Figure out your proportions.
Contrary to my own idiotic belief, you can’t just eyeball the ingredients for a good roux. Depending on how much sauce you’re making a couple tablespoons each, maybe two or three, of butter and flour should be plenty. Even if you’re not too keen on mise en place, pre-measure the flour and butter and place them separately into a small dish.
Let the butter bubble away, but not for too long.
Crank that burner up to medium, medium-high if you’re feeling lucky. Once your skillet has warmed, toss in the butter. You have approximately one split-second between achieving perfectly clarified butter and browning it all to hell, and you’ve got to be watching closely or you’re going to miss it. Once you’ve dropped those couple of tablespoons of butter into the skillet, watch it closely until it just finishes bubbling, and then add the flour. The bubbling you’re seeing is the milk proteins cooking away, which provide those delicious little browned bits that flavor a roux. To skip that step altogether, start with ghee, which is clarified browned butter. You can find it with the Indian food at the grocery store, and a shelf-stable jar will last for months.
Whisk in the flour really, really well.
If your roux is lumpy, you haven’t mixed it thoroughly enough. Using a whisk, mix the roux vigorously until you have a smooth paste. It may still be a little thin in the beginning of the process, and you don’t want any lumps to affect your final product. Keep whisking as the roux cooks, in order to make sure that it evenly browns and doesn’t cook too quickly or stick to the bottom of the pan.
Don’t be impatient. Wait for the right color.

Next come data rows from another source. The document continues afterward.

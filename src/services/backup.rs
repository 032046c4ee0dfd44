//! Point-in-time snapshots of all collections, with retention.
//!
//! Each backup is written twice under `{data_dir}/backups/`:
//! `backup_YYYY-MM-DD_HHMMSS.json` and the gzip-compressed
//! `backup_YYYY-MM-DD_HHMMSS.json.gz`. A second backup inside the same
//! second gets a `_NNN` suffix instead of overwriting the first.

use std::io::{Read, Write};
use std::path::{Path, PathBuf};
use std::sync::Arc;
use std::time::SystemTime;

use chrono::Local;
use flate2::read::GzDecoder;
use flate2::write::GzEncoder;
use flate2::Compression;
use serde::{Deserialize, Serialize};
use thiserror::Error;
use tokio::sync::Mutex;
use tracing::{error, info, warn};

use crate::models::{Collection, JsonMap};
use crate::storage;
use crate::store::JsonStore;

/// Format tag written into every snapshot.
pub const SNAPSHOT_VERSION: &str = "2.0";

/// Number of snapshots kept by default.
pub const DEFAULT_KEEP: usize = 10;

const BACKUP_PREFIX: &str = "backup_";

#[derive(Debug, Error)]
pub enum BackupError {
    #[error("I/O error on {}: {source}", path.display())]
    Io {
        path: PathBuf,
        #[source]
        source: std::io::Error,
    },
    #[error("Serialization error: {0}")]
    Serialization(#[from] serde_json::Error),
}

impl BackupError {
    fn io(path: impl Into<PathBuf>, source: std::io::Error) -> Self {
        BackupError::Io {
            path: path.into(),
            source,
        }
    }
}

/// Full copy of every collection at one point in time.
#[derive(Debug, Clone, Serialize)]
pub struct Snapshot {
    pub users: JsonMap,
    pub guesses: JsonMap,
    pub actual_results: JsonMap,
    pub backup_time: String,
    pub version: String,
}

impl Snapshot {
    /// Read the current value of every collection.
    pub async fn capture(store: &JsonStore) -> Self {
        Self {
            users: store.load(Collection::Users).await,
            guesses: store.load(Collection::Guesses).await,
            actual_results: store.load(Collection::Results).await,
            backup_time: chrono::Utc::now().to_rfc3339(),
            version: SNAPSHOT_VERSION.to_string(),
        }
    }
}

/// Collections read back from a snapshot or a restore request.
///
/// Absent collections are left alone on restore.
#[derive(Debug, Clone, Default, PartialEq, Deserialize)]
pub struct RestoreSet {
    #[serde(default)]
    pub users: Option<JsonMap>,
    #[serde(default)]
    pub guesses: Option<JsonMap>,
    #[serde(default, alias = "results")]
    pub actual_results: Option<JsonMap>,
}

impl RestoreSet {
    /// Collections present in this set, paired with their data.
    pub fn entries(&self) -> Vec<(Collection, &JsonMap)> {
        [
            (Collection::Users, self.users.as_ref()),
            (Collection::Guesses, self.guesses.as_ref()),
            (Collection::Results, self.actual_results.as_ref()),
        ]
        .into_iter()
        .filter_map(|(c, data)| data.map(|d| (c, d)))
        .collect()
    }

    pub fn is_empty(&self) -> bool {
        self.entries().is_empty()
    }
}

/// A plain-JSON backup file found on disk.
#[derive(Debug, Clone)]
pub struct BackupEntry {
    pub path: PathBuf,
    pub modified: SystemTime,
}

impl BackupEntry {
    /// The gzip sibling of this backup.
    pub fn gz_path(&self) -> PathBuf {
        gz_path(&self.path)
    }
}

fn gz_path(path: &Path) -> PathBuf {
    let mut name = path
        .file_name()
        .map(|n| n.to_os_string())
        .unwrap_or_default();
    name.push(".gz");
    path.with_file_name(name)
}

/// Creates and prunes snapshots.
pub struct BackupManager {
    store: Arc<JsonStore>,
    dir: PathBuf,
    keep: usize,
    creating: Mutex<()>,
}

impl BackupManager {
    pub fn new(store: Arc<JsonStore>, keep: usize) -> Self {
        let dir = store.data_dir().join("backups");
        Self {
            store,
            dir,
            keep,
            creating: Mutex::new(()),
        }
    }

    pub fn dir(&self) -> &Path {
        &self.dir
    }

    pub fn keep(&self) -> usize {
        self.keep
    }

    /// Write a new snapshot (plain and gzip), then prune old ones.
    ///
    /// Returns the path of the plain JSON copy.
    pub async fn create_backup(&self) -> Result<PathBuf, BackupError> {
        let _guard = self.creating.lock().await;

        tokio::fs::create_dir_all(&self.dir)
            .await
            .map_err(|e| BackupError::io(&self.dir, e))?;

        let snapshot = Snapshot::capture(&self.store).await;
        let body = serde_json::to_vec_pretty(&snapshot)?;

        let path = self.next_backup_path();
        write_copies(&path, &body).await?;

        info!("Backup created: {}", path.display());

        if let Err(e) = self.cleanup_old_backups(self.keep).await {
            error!("Error cleaning up backups: {}", e);
        }
        Ok(path)
    }

    /// Like `create_backup`, but only logs failures.
    pub async fn create_backup_logged(&self) -> Option<PathBuf> {
        match self.create_backup().await {
            Ok(path) => Some(path),
            Err(e) => {
                error!("Error creating backup: {}", e);
                None
            }
        }
    }

    fn next_backup_path(&self) -> PathBuf {
        let base = format!(
            "{}{}",
            BACKUP_PREFIX,
            Local::now().format("%Y-%m-%d_%H%M%S")
        );
        let candidate = self.dir.join(format!("{}.json", base));
        if !candidate.exists() {
            return candidate;
        }
        (1u32..)
            .map(|n| self.dir.join(format!("{}_{:03}.json", base, n)))
            .find(|p| !p.exists())
            .unwrap_or(candidate)
    }

    /// Plain JSON backups, newest first.
    pub async fn list_backups(&self) -> Result<Vec<BackupEntry>, BackupError> {
        let mut entries = Vec::new();
        let mut dir = match tokio::fs::read_dir(&self.dir).await {
            Ok(dir) => dir,
            Err(e) if e.kind() == std::io::ErrorKind::NotFound => return Ok(entries),
            Err(e) => return Err(BackupError::io(&self.dir, e)),
        };

        while let Some(entry) = dir
            .next_entry()
            .await
            .map_err(|e| BackupError::io(&self.dir, e))?
        {
            let name = entry.file_name();
            let name = name.to_string_lossy();
            if !(name.starts_with(BACKUP_PREFIX) && name.ends_with(".json")) {
                continue;
            }
            let path = entry.path();
            let modified = storage::modified_time(&path)
                .await
                .map_err(|e| BackupError::io(&path, e))?
                .unwrap_or(SystemTime::UNIX_EPOCH);
            entries.push(BackupEntry { path, modified });
        }

        entries.sort_by(|a, b| {
            b.modified
                .cmp(&a.modified)
                .then_with(|| b.path.cmp(&a.path))
        });
        Ok(entries)
    }

    /// Delete all but the newest `keep` backups, plain and gzip.
    ///
    /// A file that cannot be removed is logged and skipped. Returns the
    /// number of backups pruned.
    pub async fn cleanup_old_backups(&self, keep: usize) -> Result<usize, BackupError> {
        let entries = self.list_backups().await?;
        let mut removed = 0;

        for entry in entries.iter().skip(keep) {
            if let Err(e) = tokio::fs::remove_file(&entry.path).await {
                warn!("Error removing backup {}: {}", entry.path.display(), e);
                continue;
            }
            let gz = entry.gz_path();
            if gz.exists() {
                if let Err(e) = tokio::fs::remove_file(&gz).await {
                    warn!("Error removing backup {}: {}", gz.display(), e);
                }
            }
            info!("Removed old backup: {}", entry.path.display());
            removed += 1;
        }
        Ok(removed)
    }
}

/// Write the plain copy, then its gzip sibling.
///
/// Retention is driven by the plain files, so the plain copy goes first: a
/// failure part way leaves at most a plain backup, which pruning still sees.
async fn write_copies(path: &Path, body: &[u8]) -> Result<(), BackupError> {
    storage::write_atomic(path, body)
        .await
        .map_err(|e| BackupError::io(path, e))?;

    let gz = gz_path(path);
    let compressed = gzip(body).map_err(|e| BackupError::io(&gz, e))?;
    storage::write_atomic(&gz, &compressed)
        .await
        .map_err(|e| BackupError::io(&gz, e))
}

/// Read a snapshot from a `.json` or `.json.gz` file.
pub async fn read_snapshot(path: &Path) -> Result<RestoreSet, BackupError> {
    let bytes = tokio::fs::read(path)
        .await
        .map_err(|e| BackupError::io(path, e))?;

    let text = if path.extension().is_some_and(|ext| ext == "gz") {
        gunzip(&bytes).map_err(|e| BackupError::io(path, e))?
    } else {
        String::from_utf8_lossy(&bytes).into_owned()
    };
    Ok(serde_json::from_str(&text)?)
}

fn gzip(data: &[u8]) -> std::io::Result<Vec<u8>> {
    let mut encoder = GzEncoder::new(Vec::new(), Compression::default());
    encoder.write_all(data)?;
    encoder.finish()
}

fn gunzip(data: &[u8]) -> std::io::Result<String> {
    let mut decoder = GzDecoder::new(data);
    let mut text = String::new();
    decoder.read_to_string(&mut text)?;
    Ok(text)
}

An undercooked roux has a terrible, floury flavor, and won’t do much to enhance the flavor of that fancy mornay sauce that you’re whipping up. Even light roux should be a nice, golden brown, which adds nuttiness and complexity to an otherwise very simple sauce. You’re done when it turns golden brown in color, after about five or six minutes over medium heat. If you go just a little too far in the browning process, the flavor and color of your sauce may be a little deeper than you expected, but it should be fine unless it’s totally dark brown.